Dataset records
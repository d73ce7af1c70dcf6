//! Ontology terms attached to genesets

use async_trait::async_trait;

use super::{map_unique_violation, DbResult, PgStore};
use crate::store::{OntologyStore, OntologyTerm};

#[derive(Debug, sqlx::FromRow)]
struct TermRow {
    onto_id: i64,
    onto_ref_term_id: String,
    onto_name: String,
    onto_description: Option<String>,
    ontdb_name: Option<String>,
    gso_ref_type: Option<String>,
}

impl From<TermRow> for OntologyTerm {
    fn from(row: TermRow) -> Self {
        Self {
            ontology_id: row.onto_id,
            ref_id: row.onto_ref_term_id,
            name: row.onto_name,
            description: row.onto_description,
            ontology_db: row.ontdb_name,
            reference_type: row.gso_ref_type,
        }
    }
}

#[async_trait]
impl OntologyStore for PgStore {
    #[tracing::instrument(skip(self))]
    async fn geneset_terms(&self, geneset_id: i64, limit: i64, offset: i64) -> DbResult<Vec<OntologyTerm>> {
        let rows = sqlx::query_as::<_, TermRow>(
            r#"
            SELECT o.onto_id::bigint AS onto_id, o.onto_ref_term_id, o.onto_name, o.onto_description,
                   odb.ontdb_name, gso.gso_ref_type
            FROM geneset_ontology gso
            JOIN ontology o ON o.onto_id = gso.onto_id
            LEFT JOIN ontologydb odb ON odb.ontdb_id = o.ontdb_id
            WHERE gso.gs_id = $1
            ORDER BY o.onto_ref_term_id
            LIMIT $2 OFFSET $3
            "#,
        )
        .bind(geneset_id)
        .bind(limit)
        .bind(offset)
        .fetch_all(self.pool())
        .await?;

        Ok(rows.into_iter().map(OntologyTerm::from).collect())
    }

    async fn term_by_ref_id(&self, ref_id: &str) -> DbResult<Option<OntologyTerm>> {
        let row = sqlx::query_as::<_, TermRow>(
            r#"
            SELECT o.onto_id::bigint AS onto_id, o.onto_ref_term_id, o.onto_name, o.onto_description,
                   odb.ontdb_name, NULL::text AS gso_ref_type
            FROM ontology o
            LEFT JOIN ontologydb odb ON odb.ontdb_id = o.ontdb_id
            WHERE o.onto_ref_term_id = $1
            "#,
        )
        .bind(ref_id)
        .fetch_optional(self.pool())
        .await?;

        Ok(row.map(OntologyTerm::from))
    }

    #[tracing::instrument(skip(self))]
    async fn add_geneset_term(&self, geneset_id: i64, ontology_id: i64, reference_type: &str) -> DbResult<()> {
        let result = sqlx::query(
            r#"
            INSERT INTO geneset_ontology (gs_id, onto_id, gso_ref_type)
            SELECT $1, $2, $3
            WHERE NOT EXISTS (
                SELECT 1 FROM geneset_ontology WHERE gs_id = $1 AND onto_id = $2
            )
            "#,
        )
        .bind(geneset_id)
        .bind(ontology_id)
        .bind(reference_type)
        .execute(self.pool())
        .await
        .map_err(|e| map_unique_violation(e, "Ontology term association", &ontology_id.to_string()))?;

        // No unique index is guaranteed on the association table
        if result.rows_affected() == 0 {
            return Err(super::DbError::duplicate(
                "Ontology term association",
                &ontology_id.to_string(),
            ));
        }
        Ok(())
    }

    #[tracing::instrument(skip(self))]
    async fn remove_geneset_term(&self, geneset_id: i64, ontology_id: i64) -> DbResult<bool> {
        let result = sqlx::query("DELETE FROM geneset_ontology WHERE gs_id = $1 AND onto_id = $2")
            .bind(geneset_id)
            .bind(ontology_id)
            .execute(self.pool())
            .await?;

        Ok(result.rows_affected() > 0)
    }
}
use gw_common::types::Species;

use crate::error::{ServiceError, ServiceResult};
use crate::store::{SpeciesRecord, SpeciesStore};

/// Species by its numeric code. Codes outside the vocabulary are a
/// validation error, known codes without a row are not found.
pub async fn handle<S: SpeciesStore + ?Sized>(store: &S, code: i32) -> ServiceResult<SpeciesRecord> {
    let species = Species::try_from(code)?;
    store
        .species_by_id(species)
        .await?
        .ok_or_else(|| ServiceError::not_found("Species", code))
}

#[cfg(test)]
mod tests {
    use super::*;
    use crate::error::ErrorKind;
    use crate::store::memory::MemoryStore;

    #[tokio::test]
    async fn test_get_species() {
        let store = MemoryStore::new().with_species(Species::RattusNorvegicus, 10116, None);
        assert_eq!(handle(&store, 3).await.unwrap().taxonomy_id, Some(10116));
        assert_eq!(handle(&store, 1).await.unwrap_err().kind(), ErrorKind::RecordNotFound);
        assert_eq!(handle(&store, 7).await.unwrap_err().kind(), ErrorKind::ValidationError);
    }
}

■ **EXERCISE GOAL**
Only one stretch of the entries above is wanted: the lines from the one containing "pub async fn" through the one containing "async fn test_get_species()". Please reproduce it exactly.

■ **TASK OUTPUT**
pub async fn handle<S: SpeciesStore + ?Sized>(store: &S, code: i32) -> ServiceResult<SpeciesRecord> {
    let species = Species::try_from(code)?;
    store
        .species_by_id(species)
        .await?
        .ok_or_else(|| ServiceError::not_found("Species", code))
}

#[cfg(test)]
mod tests {
    use super::*;
    use crate::error::ErrorKind;
    use crate::store::memory::MemoryStore;

    #[tokio::test]
    async fn test_get_species() {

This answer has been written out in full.